| Exercise requirements |
Every entry that follows is to be duplicated exactly.

| Dataset records |
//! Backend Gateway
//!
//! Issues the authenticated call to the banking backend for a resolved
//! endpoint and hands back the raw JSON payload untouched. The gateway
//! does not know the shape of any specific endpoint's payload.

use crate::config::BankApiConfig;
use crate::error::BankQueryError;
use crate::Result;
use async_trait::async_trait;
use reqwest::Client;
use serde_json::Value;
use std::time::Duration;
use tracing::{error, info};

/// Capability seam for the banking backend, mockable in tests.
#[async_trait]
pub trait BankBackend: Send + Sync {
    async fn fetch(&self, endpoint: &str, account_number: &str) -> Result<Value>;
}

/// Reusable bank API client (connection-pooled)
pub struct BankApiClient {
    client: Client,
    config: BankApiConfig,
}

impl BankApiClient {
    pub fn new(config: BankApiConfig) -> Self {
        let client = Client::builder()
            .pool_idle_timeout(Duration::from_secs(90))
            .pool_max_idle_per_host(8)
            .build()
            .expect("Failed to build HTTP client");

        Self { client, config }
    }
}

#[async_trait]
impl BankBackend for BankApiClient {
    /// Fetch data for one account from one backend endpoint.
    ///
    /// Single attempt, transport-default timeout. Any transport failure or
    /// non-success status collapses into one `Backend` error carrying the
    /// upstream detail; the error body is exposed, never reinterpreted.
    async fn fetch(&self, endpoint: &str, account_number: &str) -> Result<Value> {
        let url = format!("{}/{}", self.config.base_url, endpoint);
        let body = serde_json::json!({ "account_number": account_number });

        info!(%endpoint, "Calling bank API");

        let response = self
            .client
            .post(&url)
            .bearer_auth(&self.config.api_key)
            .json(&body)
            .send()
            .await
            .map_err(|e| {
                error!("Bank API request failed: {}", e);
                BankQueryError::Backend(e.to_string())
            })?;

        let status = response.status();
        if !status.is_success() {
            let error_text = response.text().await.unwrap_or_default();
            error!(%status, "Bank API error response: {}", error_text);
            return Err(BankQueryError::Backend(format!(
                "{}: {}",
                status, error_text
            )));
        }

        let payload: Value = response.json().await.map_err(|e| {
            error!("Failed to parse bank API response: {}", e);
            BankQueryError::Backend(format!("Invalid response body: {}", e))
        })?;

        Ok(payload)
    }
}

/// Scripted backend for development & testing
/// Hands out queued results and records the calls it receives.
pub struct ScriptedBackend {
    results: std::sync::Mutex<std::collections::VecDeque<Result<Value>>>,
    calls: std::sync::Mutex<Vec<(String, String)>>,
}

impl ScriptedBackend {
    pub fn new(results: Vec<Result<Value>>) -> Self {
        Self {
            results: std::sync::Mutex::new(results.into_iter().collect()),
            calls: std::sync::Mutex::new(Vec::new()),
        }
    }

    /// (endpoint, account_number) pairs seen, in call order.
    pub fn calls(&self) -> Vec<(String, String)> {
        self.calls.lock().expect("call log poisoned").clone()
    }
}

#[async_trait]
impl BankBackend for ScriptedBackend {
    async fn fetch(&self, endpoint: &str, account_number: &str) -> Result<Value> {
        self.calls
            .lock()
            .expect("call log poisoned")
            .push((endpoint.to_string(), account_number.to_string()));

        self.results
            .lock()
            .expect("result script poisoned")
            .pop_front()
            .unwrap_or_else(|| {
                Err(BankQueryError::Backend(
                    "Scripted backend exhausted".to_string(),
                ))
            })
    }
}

| Task response |
//! Backend Gateway
//!
//! Issues the authenticated call to the banking backend for a resolved
//! endpoint and hands back the raw JSON payload untouched. The gateway
//! does not know the shape of any specific endpoint's payload.

use crate::config::BankApiConfig;
use crate::error::BankQueryError;
use crate::Result;
use async_trait::async_trait;
use reqwest::Client;
use serde_json::Value;
use std::time::Duration;
use tracing::{error, info};

/// Capability seam for the banking backend, mockable in tests.
#[async_trait]
pub trait BankBackend: Send + Sync {
    async fn fetch(&self, endpoint: &str, account_number: &str) -> Result<Value>;
}

/// Reusable bank API client (connection-pooled)
pub struct BankApiClient {
    client: Client,
    config: BankApiConfig,
}

impl BankApiClient {
    pub fn new(config: BankApiConfig) -> Self {
        let client = Client::builder()
            .pool_idle_timeout(Duration::from_secs(90))
            .pool_max_idle_per_host(8)
            .build()
            .expect("Failed to build HTTP client");

        Self { client, config }
    }
}

#[async_trait]
impl BankBackend for BankApiClient {
    /// Fetch data for one account from one backend endpoint.
    ///
    /// Single attempt, transport-default timeout. Any transport failure or
    /// non-success status collapses into one `Backend` error carrying the
    /// upstream detail; the error body is exposed, never reinterpreted.
    async fn fetch(&self, endpoint: &str, account_number: &str) -> Result<Value> {
        let url = format!("{}/{}", self.config.base_url, endpoint);
        let body = serde_json::json!({ "account_number": account_number });

        info!(%endpoint, "Calling bank API");

        let response = self
            .client
            .post(&url)
            .bearer_auth(&self.config.api_key)
            .json(&body)
            .send()
            .await
            .map_err(|e| {
                error!("Bank API request failed: {}", e);
                BankQueryError::Backend(e.to_string())
            })?;

        let status = response.status();
        if !status.is_success() {
            let error_text = response.text().await.unwrap_or_default();
            error!(%status, "Bank API error response: {}", error_text);
            return Err(BankQueryError::Backend(format!(
                "{}: {}",
                status, error_text
            )));
        }

        let payload: Value = response.json().await.map_err(|e| {
            error!("Failed to parse bank API response: {}", e);
            BankQueryError::Backend(format!("Invalid response body: {}", e))
        })?;

        Ok(payload)
    }
}

/// Scripted backend for development & testing
/// Hands out queued results and records the calls it receives.
pub struct ScriptedBackend {
    results: std::sync::Mutex<std::collections::VecDeque<Result<Value>>>,
    calls: std::sync::Mutex<Vec<(String, String)>>,
}

impl ScriptedBackend {
    pub fn new(results: Vec<Result<Value>>) -> Self {
        Self {
            results: std::sync::Mutex::new(results.into_iter().collect()),
            calls: std::sync::Mutex::new(Vec::new()),
        }
    }

    /// (endpoint, account_number) pairs seen, in call order.
    pub fn calls(&self) -> Vec<(String, String)> {
        self.calls.lock().expect("call log poisoned").clone()
    }
}

#[async_trait]
impl BankBackend for ScriptedBackend {
    async fn fetch(&self, endpoint: &str, account_number: &str) -> Result<Value> {
        self.calls
            .lock()
            .expect("call log poisoned")
            .push((endpoint.to_string(), account_number.to_string()));

        self.results
            .lock()
            .expect("result script poisoned")
            .pop_front()
            .unwrap_or_else(|| {
                Err(BankQueryError::Backend(
                    "Scripted backend exhausted".to_string(),
                ))
            })
    }
}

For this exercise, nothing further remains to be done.